Regierungschef Alexis Tsipras rief seine Landsleute auf, mit einem “Oxi” – also “Nein” – neue Verhandlungen mit den Geldgebern zu ermöglichen.

Tsipras warb am Freitagabend in Athen vor mehreren Zehntausend Anhängern auf dem Syntagma-Platz für einen würdevollen Verbleib Griechenlands in Europa.

Die Befürworter der Reformvorhaben kamen am Abend ebenfalls in der Hauptstadt zusammen. Etwa 20.000 Regierungsgegner sprachen sich dafür aus, mit einem “Nai” – also “Ja” – auf die Forderungen der Geldgeber einzugehen, um die drohende Staatspleite zu verhindern.

In der jüngsten Umfrage waren 41,7 Prozent der Befragten mit den Forderungen der Gläubiger einverstanden.
41,1 Prozent kündigten laut dem griechischen Nachrichtenportal “To Proto Thema” ein “Nein” beim Referendum an.

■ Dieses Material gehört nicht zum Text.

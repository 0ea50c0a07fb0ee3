//! Attack detection against the bottom camp's general.
//!
//! Every placement puts the side of interest at the bottom, so one routine
//! answers "is this side in check" for both players.

use crate::game_state::{game_state::GameState, jieqi_types::*};
use crate::move_generation::legal_move_shared::bottom_general_square;
use crate::moves::piece_deltas::{offset, BISHOP_JUMPS, DIAGONAL, KNIGHT_ATTACKERS, ORTHOGONAL};

#[inline]
pub fn is_side_in_check(game_state: &GameState, side: Side) -> bool {
    is_bottom_general_attacked(&game_state.placement[side.index()])
}

#[inline]
pub fn is_in_check(game_state: &GameState) -> bool {
    is_side_in_check(game_state, game_state.side_to_move)
}

/// False when the bottom general is missing.
pub fn is_bottom_general_attacked(placement: &Placement) -> bool {
    match bottom_general_square(placement) {
        Some(square) => is_square_attacked_by_top(placement, square),
        None => false,
    }
}

/// Whether a top-camp piece could capture on `square` (a palace square).
///
/// Dark advisors and bishops cannot leave their own half, so only revealed
/// ones are considered.
pub fn is_square_attacked_by_top(placement: &Placement, square: Square) -> bool {
    for delta in ORTHOGONAL {
        let mut to = offset(square, delta);
        while placement[to as usize].is_empty() {
            to = offset(to, delta);
        }
        let first = placement[to as usize];
        if first.moves_as(Camp::Top, PieceKind::Rook) {
            return true;
        }
        if delta == 16 && first == Cell::Revealed(Camp::Top, PieceKind::King) {
            return true;
        }
        if first == Cell::Offboard {
            continue;
        }
        to = offset(to, delta);
        while placement[to as usize].is_empty() {
            to = offset(to, delta);
        }
        if placement[to as usize].moves_as(Camp::Top, PieceKind::Cannon) {
            return true;
        }
    }

    for (eye, sources) in KNIGHT_ATTACKERS {
        if !placement[offset(square, eye) as usize].is_empty() {
            continue;
        }
        for source in sources {
            if placement[offset(square, source) as usize].moves_as(Camp::Top, PieceKind::Knight) {
                return true;
            }
        }
    }

    for delta in [16, -1, 1] {
        if placement[offset(square, delta) as usize].moves_as(Camp::Top, PieceKind::Pawn) {
            return true;
        }
    }

    for (jump, eye) in BISHOP_JUMPS.into_iter().zip(DIAGONAL) {
        if placement[offset(square, eye) as usize] == Cell::Revealed(Camp::Top, PieceKind::Advisor)
        {
            return true;
        }
        if placement[offset(square, eye) as usize].is_empty()
            && placement[offset(square, jump) as usize]
                == Cell::Revealed(Camp::Top, PieceKind::Bishop)
        {
            return true;
        }
    }

    false
}

#[cfg(test)]
mod tests {
    use super::*;
    use crate::utils::notation::{empty_placement, to_internal};

    fn with_general() -> Placement {
        let mut placement = empty_placement();
        placement[to_internal(0, 4) as usize] = Cell::Revealed(Camp::Bottom, PieceKind::King);
        placement
    }

    #[test]
    fn facing_generals_count_as_check() {
        let mut placement = with_general();
        placement[to_internal(9, 4) as usize] = Cell::Revealed(Camp::Top, PieceKind::King);
        assert!(is_bottom_general_attacked(&placement));
        placement[to_internal(5, 4) as usize] = Cell::Dark(Camp::Bottom, PieceKind::Pawn);
        assert!(!is_bottom_general_attacked(&placement));
    }

    #[test]
    fn cannon_needs_a_screen_rook_does_not() {
        let mut placement = with_general();
        placement[to_internal(0, 8) as usize] = Cell::Dark(Camp::Top, PieceKind::Cannon);
        assert!(!is_bottom_general_attacked(&placement));
        placement[to_internal(0, 6) as usize] = Cell::Revealed(Camp::Bottom, PieceKind::Bishop);
        assert!(is_bottom_general_attacked(&placement));

        let mut placement = with_general();
        placement[to_internal(0, 0) as usize] = Cell::Revealed(Camp::Top, PieceKind::Rook);
        assert!(is_bottom_general_attacked(&placement));
    }

    #[test]
    fn knight_leg_blocks_the_check() {
        let mut placement = with_general();
        placement[to_internal(2, 5) as usize] = Cell::Revealed(Camp::Top, PieceKind::Knight);
        assert!(is_bottom_general_attacked(&placement));
        placement[to_internal(1, 5) as usize] = Cell::Revealed(Camp::Bottom, PieceKind::Advisor);
        assert!(!is_bottom_general_attacked(&placement));
    }

    #[test]
    fn pawns_attack_from_front_and_sides_only() {
        let mut placement = with_general();
        placement[to_internal(1, 4) as usize] = Cell::Revealed(Camp::Top, PieceKind::Pawn);
        assert!(is_bottom_general_attacked(&placement));

        let mut placement = with_general();
        placement[to_internal(0, 3) as usize] = Cell::Revealed(Camp::Top, PieceKind::Pawn);
        assert!(is_bottom_general_attacked(&placement));
    }

    #[test]
    fn revealed_advisor_and_bishop_reach_the_palace() {
        let mut placement = with_general();
        placement[to_internal(1, 5) as usize] = Cell::Revealed(Camp::Top, PieceKind::Advisor);
        assert!(is_bottom_general_attacked(&placement));

        let mut placement = with_general();
        placement[to_internal(2, 6) as usize] = Cell::Revealed(Camp::Top, PieceKind::Bishop);
        assert!(is_bottom_general_attacked(&placement));
        placement[to_internal(1, 5) as usize] = Cell::Revealed(Camp::Bottom, PieceKind::Pawn);
        assert!(!is_bottom_general_attacked(&placement));
    }

    #[test]
    fn opening_position_has_no_check() {
        let game = GameState::new_game();
        assert!(!is_side_in_check(&game, Side::Red));
        assert!(!is_side_in_check(&game, Side::Black));
    }
}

Auch in früheren Umfragen lagen Befürworter und Gegner der Sparvorhaben dicht beieinander.

Euro-Finanzexperten erwarten, dass eine mehrheitliche Ablehnung den Verbleib Griechenlands im Euroraum gefährden dürfte.

Bei Volksabstimmungen über “gravierende nationale Themen” muss in Griechenland die Wahlbeteiligung bei mindestens 40 Prozent liegen.

Wahlberechtigt sind rund 9,8 Millionen Griechen.